Nas últimas semanas, ao preparar uma conferência no quadro da evocação dos 40 anos da Associação dos Deficientes das Forças Armadas, conversei com diversas pessoas que trabalham na área das respostas à deficiência, desde professores, profissionais da saúde, dirigentes associativos a investigadores que abordam as problemáticas da deficiência, da inclusão/exclusão, dos custos suportados pela sociedade e pelas famílias. Neste processo, deparei-me com inúmeros alertas que precisam de ser do conhecimento de todos.
A brutal austeridade a que vimos sendo sujeitos afeta a esmagadora maioria dos portugueses, mas está a provocar o esmagamento da dignidade e da integridade de muitas pessoas portadoras de deficiência, a matar justos sonhos de plena inclusão, a colocar em pobreza gritante muitos destes homens e mulheres.
A utilização de meios humanos, materiais, técnicos e científicos hoje existentes que permitem vencer barreiras e gerar capacidades nas pessoas com deficiência, propiciando-lhes o acesso e a participação em todos os campos da vida social, é um direito fundamental. Mas as políticas em curso, sempre em nome da "poupança", estão a destruir avanços conquistados nas últimas décadas e a induzir uma vergonhosa regressão.
Os alertas são preocupantes e surgem a partir das realidades vividas nas mais diversas áreas da sociedade.

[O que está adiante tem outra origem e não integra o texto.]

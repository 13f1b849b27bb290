//! The fixed lambda library, invoked with section syntax only
//! (`{{#lower}}...{{/lower}}`).

use chrono::{TimeZone, Utc};

/// Returns the rendered replacement for `body` under lambda `name`, or
/// `None` if `name` does not name a lambda (the caller then falls back to
/// ordinary dotted-path section semantics).
#[must_use]
pub fn apply(name: &str, body: &str) -> Option<String> {
    Some(match name {
        "lower" => body.to_lowercase(),
        "upper" => body.to_uppercase(),
        "trim" => body.trim().to_string(),
        "first" => prefix_alnum(body).to_string(),
        "firstLower" => prefix_alnum(body).to_lowercase(),
        "firstUpper" => prefix_alnum(body).to_uppercase(),
        "last" => suffix_alnum(body).to_string(),
        "lastLower" => suffix_alnum(body).to_lowercase(),
        "lastUpper" => suffix_alnum(body).to_uppercase(),
        "sanitize" => sanitize(body),
        "sanitizeLower" => sanitize(body).to_lowercase(),
        "sanitizeUpper" => sanitize(body).to_uppercase(),
        "short5" => short(body, 5),
        "short6" => short(body, 6),
        "short7" => short(body, 7),
        "timestampISO8601" => timestamp_iso8601(body),
        "timestampYYYYMMDDHHMMSS" => timestamp_compact(body),
        "environment.user" => std::env::var("USER")
            .or_else(|_| std::env::var("USERNAME"))
            .unwrap_or_default(),
        "environment.variable" => std::env::var(body.trim()).unwrap_or_default(),
        "file.content" => std::fs::read_to_string(body.trim()).unwrap_or_default(),
        "file.exists" => std::path::Path::new(body.trim()).exists().to_string(),
        _ => return None,
    })
}

/// The prefix up to (not including) the first non-alphanumeric character.
fn prefix_alnum(s: &str) -> &str {
    let end = s.find(|c: char| !c.is_alphanumeric()).unwrap_or(s.len());
    &s[..end]
}

/// The suffix after (not including) the last non-alphanumeric character.
fn suffix_alnum(s: &str) -> &str {
    let start = s.rfind(|c: char| !c.is_alphanumeric()).map_or(0, |i| i + 1);
    &s[start..]
}

fn sanitize(s: &str) -> String {
    s.chars().filter(|c| c.is_alphanumeric()).collect()
}

fn short(s: &str, n: usize) -> String {
    s.chars().take(n).collect()
}

fn timestamp_iso8601(body: &str) -> String {
    parse_epoch_ms(body)
        .map(|dt| dt.to_rfc3339_opts(chrono::SecondsFormat::Secs, true))
        .unwrap_or_default()
}

fn timestamp_compact(body: &str) -> String {
    parse_epoch_ms(body)
        .map(|dt| dt.format("%Y%m%d%H%M%S").to_string())
        .unwrap_or_default()
}

fn parse_epoch_ms(body: &str) -> Option<chrono::DateTime<Utc>> {
    let ms: i64 = body.trim().parse().ok()?;
    Utc.timestamp_millis_opt(ms).single()
}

No trabalho, as quotas de emprego para pessoas com deficiência são agora absolutamente ignoradas. A taxa de desemprego destes trabalhadores deve ser brutal e vai imperando a resposta reacionária: "Se não há trabalho para os normais, como querem que haja para os deficientes". Entretanto, estão a degradar-se as medidas de prevenção e reparação dos trabalhadores que contraem doenças profissionais ou sofrem acidentes de trabalho. Da escola, chegam os alertas sobre a diminuição do número de professores para acompanhamento das crianças com necessidades educativas especiais, o aumento do número de alunos por turma e o desaparecimento de outras medidas de apoio. Começa a ser assustador o que se passa na escola pública e jamais estes apoios serão garantidos pela escola dos mercados.
Os cortes na saúde, nos transportes, nos orçamentos das autarquias e de outros organismos públicos fazem ressurgir velhas dificuldades e barreiras que se repercutem violentamente na vida destes cidadãos.
As dificuldades aumentam no seio das famílias em resultado da diminuição dos seus rendimentos, dos efeitos da emigração, da manutenção ou até corte dos irrisórios valores de certas prestações sociais. A solidão e o acantonamento a que são remetidas as pessoas com deficiência coloca-as num aprisionado sofrimento que é preciso denunciar e combater.
A deplorável exploração que o primeiro-ministro (PM) e outros governantes fazem das diferenciações existentes na sociedade e o aprofundamento das desigualdades - que agora até o FMI reconhece - conduzem a exclusões que se manifestam ainda mais violentamente entre os que têm maior fragilidade.
Será que o PM também vai desafiar as pessoas com deficiência a emigrar?
Portugal caminhou da sociedade da exclusão para a sociedade das desigualdades, com salvaguarda mínima da dignidade humana. Hoje, está-se a regredir para práticas de assistencialismo, de caridadezinha, de paternalismo hipócrita e redutor da integridade das pessoas e da sua liberdade.
Vivemos décadas de uma ditadura fascista que não permitia a cidadania social e que praticava a inibição face às pessoas com deficiência. As famílias escondiam-nas.
Relembremos que o aparecimento, a ação livre e a intervenção sociopolítica das principais associações das pessoas com deficiência estiveram na formação do lastro democrático que deu origem ao 25 de Abril e, depois, foram construtores da democracia.
Não permitamos a regressão! Não admitamos que se reinstalem como "naturais" certas limitações funcionais da sociedade e muito menos os constrangimentos e barreiras que as pessoas com deficiência enfrentam no dia a dia.